Вышла в перерыве пройтись по аллее, а под деревьями, в стороне, – огонь, огромный костер, как раз к моим воспоминаниям. Хозяева жгут ветки, сучья, хворост. Пахнет дымом и краской, молодежь красит забор; великое предприятие, если забор 250 метров.
Лосев пережил три пожара: один в детстве – предвестье великих потрясений, другой в сорок восемь лет – уничтожение родного дома, третий в девяносто три года, как предчувствие конца жизни.
И действительно, стал после этого покашливать Алексей Федорович, сидя в своей неизменной качалке, а ласковая Старая дама (ее как домашнего врача прислала нам не очень разбиравшаяся в людях наша добрая знакомая) приговаривала: «Вот и хорошо, откашливается, отхаркивается», и я, глупая, как завороженная слушала. Потом узнали, что она и вовсе никакой не терапевт, а санитарный врач и поклонница именитых, стародворянских семей, всеобщая приятельница, всегда готовая услужить, давление померить, таблетку дать, чаем напоить, укол сделать.
Так начала гнездиться в крепком, никогда не болевшем Лосеве болезнь.

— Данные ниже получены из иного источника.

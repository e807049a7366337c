//! Database row types for the `venues`, `artists`, and `shows` tables.

use chrono::NaiveDateTime;
use sqlx::FromRow;

use crate::domain::{Artist, ArtistId, Show, ShowId, Venue, VenueId};

/// A row from the `venues` table.
#[derive(Debug, Clone, FromRow)]
pub struct VenueRow {
    /// `BIGSERIAL` primary key.
    pub id: i64,
    /// Venue name.
    pub name: String,
    /// Street address.
    pub address: String,
    /// City.
    pub city: String,
    /// State code.
    pub state: String,
    /// Contact phone.
    pub phone: Option<String>,
    /// Website.
    pub website: Option<String>,
    /// Picture URL.
    pub image_link: Option<String>,
    /// Facebook page URL.
    pub facebook_link: Option<String>,
    /// `TEXT[]` of genre names.
    pub genres: Vec<String>,
    /// Looking for performers.
    pub seeking_talent: bool,
    /// What the venue is looking for.
    pub seeking_description: Option<String>,
}

/// A row from the `artists` table.
#[derive(Debug, Clone, FromRow)]
pub struct ArtistRow {
    /// `BIGSERIAL` primary key.
    pub id: i64,
    /// Artist name.
    pub name: String,
    /// Home city.
    pub city: String,
    /// Home state code.
    pub state: String,
    /// Contact phone.
    pub phone: Option<String>,
    /// `TEXT[]` of genre names.
    pub genres: Vec<String>,
    /// Picture URL.
    pub image_link: Option<String>,
    /// Facebook page URL.
    pub facebook_link: Option<String>,
}

/// A row from the `shows` table.
#[derive(Debug, Clone, FromRow)]
pub struct ShowRow {
    /// `BIGSERIAL` primary key.
    pub id: i64,
    /// Foreign key into `artists`.
    pub artist_id: i64,
    /// Foreign key into `venues`.
    pub venue_id: i64,
    /// `TIMESTAMP WITHOUT TIME ZONE`.
    pub start_time: NaiveDateTime,
}

impl From<VenueRow> for Venue {
    fn from(row: VenueRow) -> Self {
        Self {
            id: VenueId::new(row.id),
            name: row.name,
            address: row.address,
            city: row.city,
            state: row.state,
            phone: row.phone,
            website: row.website,
            image_link: row.image_link,
            facebook_link: row.facebook_link,
            genres: row.genres,
            seeking_talent: row.seeking_talent,
            seeking_description: row.seeking_description,
        }
    }
}

impl From<ArtistRow> for Artist {
    fn from(row: ArtistRow) -> Self {
        Self {
            id: ArtistId::new(row.id),
            name: row.name,
            city: row.city,
            state: row.state,
            phone: row.phone,
            genres: row.genres,
            image_link: row.image_link,
            facebook_link: row.facebook_link,
        }
    }
}

impl From<ShowRow> for Show {
    fn from(row: ShowRow) -> Self {
        Self {
            id: ShowId::new(row.id),
            artist_id: ArtistId::new(row.artist_id),
            venue_id: VenueId::new(row.venue_id),
            start_time: row.start_time,
        }
    }
}
//! Shared application state injected into all Axum handlers.

use std::sync::Arc;

use crate::service::ListingService;

/// Shared application state available to all handlers via Axum's
/// `State` extractor.
#[derive(Debug, Clone)]
pub struct AppState {
    /// Listing service for all venue, artist, and show operations.
    pub listing_service: Arc<ListingService>,
}

impl AppState {
    /// Wraps a listing service for sharing across handlers.
    #[must_use]
    pub fn new(listing_service: ListingService) -> Self {
        Self {
            listing_service: Arc::new(listing_service),
        }
    }
}
//! Fixed choice lists and field normalization shared by the venue and
//! artist forms.

use crate::error::FyyurError;

/// Genre names a venue or artist may list.
pub const GENRES: &[&str] = &[
    "Alternative",
    "Blues",
    "Classical",
    "Country",
    "Electronic",
    "Folk",
    "Funk",
    "Hip-Hop",
    "Heavy Metal",
    "Instrumental",
    "Jazz",
    "Musical Theatre",
    "Pop",
    "Punk",
    "R&B",
    "Reggae",
    "Rock n Roll",
    "Soul",
    "Other",
];

/// US state codes (plus DC) accepted in the `state` field.
pub const STATES: &[&str] = &[
    "AL", "AK", "AZ", "AR", "CA", "CO", "CT", "DE", "DC", "FL", "GA", "HI", "ID", "IL", "IN",
    "IA", "KS", "KY", "LA", "ME", "MT", "NE", "NV", "NH", "NJ", "NM", "NY", "NC", "ND", "OH",
    "OK", "OR", "MD", "MA", "MI", "MN", "MS", "MO", "PA", "RI", "SC", "SD", "TN", "TX", "UT",
    "VT", "VA", "WA", "WV", "WI", "WY",
];

/// Trims `value` and rejects it when empty.
///
/// # Errors
///
/// Returns [`FyyurError::ValidationFailure`] naming `field` when the value
/// is blank.
pub fn required(field: &str, value: &str) -> Result<String, FyyurError> {
    let trimmed = value.trim();
    if trimmed.is_empty() {
        return Err(FyyurError::invalid(format!("{field} is required")));
    }
    Ok(trimmed.to_string())
}

/// Trims an optional value; blank becomes `None`.
#[must_use]
pub fn optional(value: Option<String>) -> Option<String> {
    value
        .map(|v| v.trim().to_string())
        .filter(|v| !v.is_empty())
}

/// Like [`optional`], but a present value must be an `http(s)` URL.
///
/// # Errors
///
/// Returns [`FyyurError::ValidationFailure`] for a non-URL value.
pub fn optional_link(field: &str, value: Option<String>) -> Result<Option<String>, FyyurError> {
    match optional(value) {
        Some(link) if link.starts_with("http://") || link.starts_with("https://") => {
            Ok(Some(link))
        }
        Some(link) => Err(FyyurError::invalid(format!(
            "{field} `{link}` is not an http(s) URL"
        ))),
        None => Ok(None),
    }
}

/// Validates a state code against [`STATES`].
///
/// # Errors
///
/// Returns [`FyyurError::ValidationFailure`] for an unknown code.
pub fn state(value: &str) -> Result<String, FyyurError> {
    let code = required("state", value)?;
    if STATES.contains(&code.as_str()) {
        Ok(code)
    } else {
        Err(FyyurError::invalid(format!(
            "state `{code}` is not a recognized state code"
        )))
    }
}

/// Validates genres against [`GENRES`], dropping repeats and keeping the
/// submitted order.
///
/// # Errors
///
/// Returns [`FyyurError::ValidationFailure`] when the list is empty or
/// names an unknown genre.
pub fn genres(values: Vec<String>) -> Result<Vec<String>, FyyurError> {
    let mut accepted: Vec<String> = Vec::with_capacity(values.len());
    for raw in values {
        let genre = raw.trim();
        if !GENRES.contains(&genre) {
            return Err(FyyurError::invalid(format!("unknown genre `{genre}`")));
        }
        if !accepted.iter().any(|g| g == genre) {
            accepted.push(genre.to_string());
        }
    }
    if accepted.is_empty() {
        return Err(FyyurError::invalid("at least one genre is required"));
    }
    Ok(accepted)
}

Работает человек каждый день, сидит в кресле, покашливает, ну и что особенного. Лишь бы работал. А он не только работал, но еще и Государственную премию получил в этом злосчастном 1986 году. Что-то много было злосчастных моментов в жизни Алексея Федоровича, а он, как горный дуб, крепко держался корнями, но и корни можно потихоньку, постепенно лишать жизненных соков, и дуб гибнет от злого вмешательства, а каково человеку в девяносто три года, если вертится рядом услужливая вражья сила (смерть причину найдет). Ночью спит, сладко похрапывая, и не слышит рядом из-за стены голоса Алексея Федоровича, а я через большую столовую слышу и бегу к нему стремглав среди ночи. Но я люблю его, а она любит себя.
Так вот в этом злосчастном 1986 году к великому празднику Октября присудили Лосеву за шесть томов ИАЭ (1963–1980) Государственную премию. Указ вышел за подписью Горбачева.
Перестройка началась в 1985 году, и неведомый нам Виктор Ерофеев, сотрудник ИМЛИ имени Горького, о котором мы никогда не слыхали, уже успел в этом году взять у Алексея Федоровича интервью, всполошившее интеллигентов. Как же! Лосев наконец раскрывает себя, говорит о том, что было потаенно, скрыто, а имена какие называет – Флоренский, Розанов, Леонтьев, Вагнер, Скрябин – вот, оказывается, что возвестило нам интервью в «Вопросах литературы» № 10 под названием «В поисках смысла». Робкий с виду Ерофеев пробился к нам через мою ученицу Нину Рубцову, тихо так пришел, скромно, с магнитофоном. «А, машинка, – сказал Алексей Федорович. – Я их не люблю». – «Да вы не беспокойтесь, Алексей Федорович, я вам весь текст покажу», – и начал настырно так спрашивать, в душу лезть. Лосеву же, думаю, просто осточертело молчать.